Younger brother Daniel, even at the age of 7 and who is also gifted, has decided to be an engineer.
“Daniel loves science, too,” says Bonnie, “but he wants to be an engineer. He likes to build things. He’s also a social butterfly, but Nate, not so much.”
Bonnie also points out that Daniel is a “superhero” fan.
“Every day he’s a different superhero and loves it,” she says.
On the trip to Oklahoma, the family dined at Supper Heroes, a unique restaurant in Alabama that focuses on comic book heroes, among them Captain America, Superman, Spiderman, and Batman.
“We try to promote Nate and Daniel’s imaginations as much as possible, both of them,” says Bonnie. “We really try to promote them being close, try to let them know how much they need each other.”

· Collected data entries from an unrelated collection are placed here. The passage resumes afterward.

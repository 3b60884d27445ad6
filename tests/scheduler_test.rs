//! Timer-driven flushing against the real clock.

use std::sync::atomic::{AtomicBool, Ordering};
use std::sync::{Arc, Mutex};
use std::time::Duration;
use tally_rs::config::BatchConfig;
use tally_rs::delivery::{DeliveryError, DeliverySink};
use tally_rs::engine::Coordinator;
use tally_rs::model::{Category, InteractionEvent, PendingEvent};
use tally_rs::store::{EventStore, MemoryEventStore};

#[derive(Clone, Default)]
struct Recorder {
    batches: Arc<Mutex<Vec<usize>>>,
}

impl DeliverySink for Recorder {
    fn deliver(&self, _category: Category, batch: &[PendingEvent]) -> Result<(), DeliveryError> {
        self.batches.lock().unwrap().push(batch.len());
        Ok(())
    }
}

fn fast_config() -> BatchConfig {
    BatchConfig {
        batching_enabled: true,
        max_batch_size: 100,
        flush_interval: Duration::from_millis(10),
        max_wait: Duration::from_millis(50),
    }
}

async fn start(
    config: BatchConfig,
    assets: MemoryEventStore,
    sink: impl DeliverySink + 'static,
) -> Coordinator {
    Coordinator::builder()
        .config(config)
        .store(Category::Asset, assets)
        .store(Category::Experience, MemoryEventStore::new("experience"))
        .sink(Category::Asset, sink)
        .sink(Category::Experience, Recorder::default())
        .start()
        .await
        .expect("coordinator should start")
}

async fn wait_for(mut done: impl FnMut() -> bool) -> bool {
    for _ in 0..200 {
        if done() {
            return true;
        }
        tokio::time::sleep(Duration::from_millis(10)).await;
    }
    done()
}

#[tokio::test]
async fn timer_flushes_a_batch_after_max_wait() {
    let assets = MemoryEventStore::new("asset");
    let sink = Recorder::default();
    let coordinator = start(fast_config(), assets.clone(), sink.clone()).await;

    coordinator
        .submit(Category::Asset, InteractionEvent::asset_view("https://cdn.example.com/1.png"))
        .await
        .unwrap();
    coordinator
        .submit(Category::Asset, InteractionEvent::asset_view("https://cdn.example.com/2.png"))
        .await
        .unwrap();

    assert!(wait_for(|| !sink.batches.lock().unwrap().is_empty()).await);
    tokio::time::sleep(Duration::from_millis(100)).await;

    assert_eq!(*sink.batches.lock().unwrap(), vec![2]);
    assert_eq!(assets.count().await.unwrap(), 0);
    coordinator.shutdown().await;
}

#[tokio::test]
async fn no_timed_flush_after_shutdown() {
    let assets = MemoryEventStore::new("asset");
    let sink = Recorder::default();
    let coordinator = start(fast_config(), assets.clone(), sink.clone()).await;

    coordinator.shutdown().await;
    coordinator
        .submit(Category::Asset, InteractionEvent::asset_view("https://cdn.example.com/1.png"))
        .await
        .unwrap();
    tokio::time::sleep(Duration::from_millis(200)).await;

    assert!(sink.batches.lock().unwrap().is_empty());
    assert_eq!(assets.count().await.unwrap(), 1);
}

#[tokio::test]
async fn shortened_interval_takes_effect_without_restart() {
    let assets = MemoryEventStore::new("asset");
    let sink = Recorder::default();
    let slow = BatchConfig {
        flush_interval: Duration::from_secs(3600),
        ..fast_config()
    };
    let coordinator = start(slow, assets, sink.clone()).await;

    coordinator
        .submit(Category::Asset, InteractionEvent::asset_view("https://cdn.example.com/1.png"))
        .await
        .unwrap();
    coordinator.update_config(fast_config()).unwrap();

    assert!(wait_for(|| !sink.batches.lock().unwrap().is_empty()).await);
    coordinator.shutdown().await;
}

#[tokio::test]
async fn unbounded_interval_leaves_the_timer_usable() {
    let assets = MemoryEventStore::new("asset");
    let sink = Recorder::default();
    let never = BatchConfig {
        flush_interval: Duration::MAX,
        ..fast_config()
    };
    let coordinator = start(never, assets.clone(), sink.clone()).await;

    coordinator
        .submit(Category::Asset, InteractionEvent::asset_view("https://cdn.example.com/1.png"))
        .await
        .unwrap();
    tokio::time::sleep(Duration::from_millis(100)).await;
    assert!(sink.batches.lock().unwrap().is_empty());

    coordinator.update_config(fast_config()).unwrap();
    assert!(wait_for(|| !sink.batches.lock().unwrap().is_empty()).await);
    assert_eq!(assets.count().await.unwrap(), 0);
    coordinator.shutdown().await;
}

/// Sink that blocks its thread for a while, marking start and finish.
#[derive(Clone, Default)]
struct SlowSink {
    started: Arc<AtomicBool>,
    finished: Arc<AtomicBool>,
}

impl DeliverySink for SlowSink {
    fn deliver(&self, _category: Category, _batch: &[PendingEvent]) -> Result<(), DeliveryError> {
        self.started.store(true, Ordering::SeqCst);
        std::thread::sleep(Duration::from_millis(200));
        self.finished.store(true, Ordering::SeqCst);
        Ok(())
    }
}

#[tokio::test(flavor = "multi_thread", worker_threads = 2)]
async fn shutdown_waits_for_an_in_flight_flush() {
    let assets = MemoryEventStore::new("asset");
    let sink = SlowSink::default();
    let coordinator = start(fast_config(), assets.clone(), sink.clone()).await;

    coordinator
        .submit(Category::Asset, InteractionEvent::asset_view("https://cdn.example.com/1.png"))
        .await
        .unwrap();
    assert!(wait_for(|| sink.started.load(Ordering::SeqCst)).await);

    coordinator.shutdown().await;
    assert!(sink.finished.load(Ordering::SeqCst));
    assert_eq!(assets.count().await.unwrap(), 0);
}
//! Wall-clock abstraction for batch age.
//!
//! Batch age is measured against the `enqueued_at` stamp persisted with each
//! record, so the clock must be wall time (it survives restarts) rather than
//! a monotonic instant.

use chrono::{DateTime, TimeDelta, Utc};
use std::sync::Mutex;

pub trait Clock: Send + Sync {
    fn now(&self) -> DateTime<Utc>;
}

#[derive(Debug, Default, Clone, Copy)]
pub struct SystemClock;

impl Clock for SystemClock {
    fn now(&self) -> DateTime<Utc> {
        Utc::now()
    }
}

/// A clock that only moves when told to. Used to drive time-based flushes
/// deterministically.
#[derive(Debug)]
pub struct ManualClock {
    now: Mutex<DateTime<Utc>>,
}

impl ManualClock {
    pub fn new(start: DateTime<Utc>) -> Self {
        Self {
            now: Mutex::new(start),
        }
    }

    pub fn advance(&self, by: std::time::Duration) {
        let delta = TimeDelta::from_std(by).unwrap_or(TimeDelta::MAX);
        let mut now = self.now.lock().unwrap_or_else(|e| e.into_inner());
        *now = now.checked_add_signed(delta).unwrap_or(*now);
    }

    pub fn set(&self, to: DateTime<Utc>) {
        *self.now.lock().unwrap_or_else(|e| e.into_inner()) = to;
    }
}

impl Default for ManualClock {
    fn default() -> Self {
        Self::new(Utc::now())
    }
}

impl Clock for ManualClock {
    fn now(&self) -> DateTime<Utc> {
        *self.now.lock().unwrap_or_else(|e| e.into_inner())
    }
}
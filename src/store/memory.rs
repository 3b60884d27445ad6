//! In-memory event store.
//!
//! Not durable: records live only as long as the value (or a clone of it,
//! which shares the same queue). Used for tests and ephemeral runs. Failure
//! injection lets callers exercise the coordinator's persistence error paths.

use async_trait::async_trait;
use std::collections::VecDeque;
use std::sync::Arc;
use std::sync::atomic::{AtomicBool, Ordering};
use tokio::sync::RwLock;

use super::{EventStore, StoreError, StoredEvent};
use crate::model::PendingEvent;

#[derive(Debug, Default)]
struct Queue {
    records: VecDeque<StoredEvent>,
    next_seq: u64,
}

/// A store backed by a shared in-process queue.
#[derive(Debug, Clone)]
pub struct MemoryEventStore {
    name: String,
    queue: Arc<RwLock<Queue>>,
    fail_appends: Arc<AtomicBool>,
    fail_removals: Arc<AtomicBool>,
}

impl MemoryEventStore {
    pub fn new(name: impl Into<String>) -> Self {
        Self {
            name: name.into(),
            queue: Arc::new(RwLock::new(Queue {
                records: VecDeque::new(),
                next_seq: 1,
            })),
            fail_appends: Arc::new(AtomicBool::new(false)),
            fail_removals: Arc::new(AtomicBool::new(false)),
        }
    }

    /// Make subsequent appends fail until switched off again.
    pub fn fail_appends(&self, fail: bool) {
        self.fail_appends.store(fail, Ordering::SeqCst);
    }

    /// Make subsequent `remove_through` and `clear` calls fail.
    pub fn fail_removals(&self, fail: bool) {
        self.fail_removals.store(fail, Ordering::SeqCst);
    }
}

#[async_trait]
impl EventStore for MemoryEventStore {
    fn name(&self) -> &str {
        &self.name
    }

    async fn append(&self, event: &PendingEvent) -> Result<u64, StoreError> {
        if self.fail_appends.load(Ordering::SeqCst) {
            return Err(StoreError::Backend(format!("{}: append rejected", self.name)));
        }
        let mut queue = self.queue.write().await;
        let seq = queue.next_seq;
        queue.next_seq += 1;
        queue.records.push_back(StoredEvent {
            seq,
            event: event.clone(),
        });
        Ok(seq)
    }

    async fn read_all(&self) -> Result<Vec<StoredEvent>, StoreError> {
        Ok(self.queue.read().await.records.iter().cloned().collect())
    }

    async fn count(&self) -> Result<usize, StoreError> {
        Ok(self.queue.read().await.records.len())
    }

    async fn remove_through(&self, through: u64) -> Result<u64, StoreError> {
        if self.fail_removals.load(Ordering::SeqCst) {
            return Err(StoreError::Backend(format!("{}: removal rejected", self.name)));
        }
        let mut queue = self.queue.write().await;
        let before = queue.records.len();
        queue.records.retain(|r| r.seq > through);
        Ok((before - queue.records.len()) as u64)
    }

    async fn clear(&self) -> Result<(), StoreError> {
        if self.fail_removals.load(Ordering::SeqCst) {
            return Err(StoreError::Backend(format!("{}: clear rejected", self.name)));
        }
        self.queue.write().await.records.clear();
        Ok(())
    }
}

Bonnie relates many stories about Nate but recalls one substitute teacher telling her that Nate is a “curious one” and always asking questions about everything.
She adds, “If you don’t have patience to answer those questions, he won’t fulfill what all he needs. And we make sure we take the time to answer his questions or find the answers if we don’t know them.”
Before Nate could even walk, he was already the budding scientist at not even a year old.
“It was my husband’s first Father’s Day,” Bonnie remembers. “He woke up on Sunday morning, and Nate had put Desitin, teabags, and cooking oil in the coffee pot. He was only nine months old. He’s always wanting to mix something to see what happens. He saw us making coffee, and he was trying to do it, too.”
The family does as much together as they can. They have a pool, so they swim a great deal, and they also enjoy playing games and often have game nights where they pull out the Scrabble or Monopoly board or the Twister mat.
Nathan and Bonnie are so family-oriented that they keep a huge bulletin board in their living room for everyone to see.
“I showcase the boys’ schoolwork throughout the year,” Bonnie explains. “I don’t take anything down until that school year is over. I just continue adding to the board, making a collage and stacking papers and projects along the way. We want the boys to know that we cherish all of their schoolwork and want them to know just how important all of it is to us.”
Nate and his family are looking forward to hopefully going back to the state Beta Club convention in Savannah and the national championships that will next year take place in Fort Worth, Texas.
Says Bonnie of her smarter-than-the-average-bear son, “He knows he’s a nerd, and we are a family of nerds, and that’s okay. Nerds are winners.”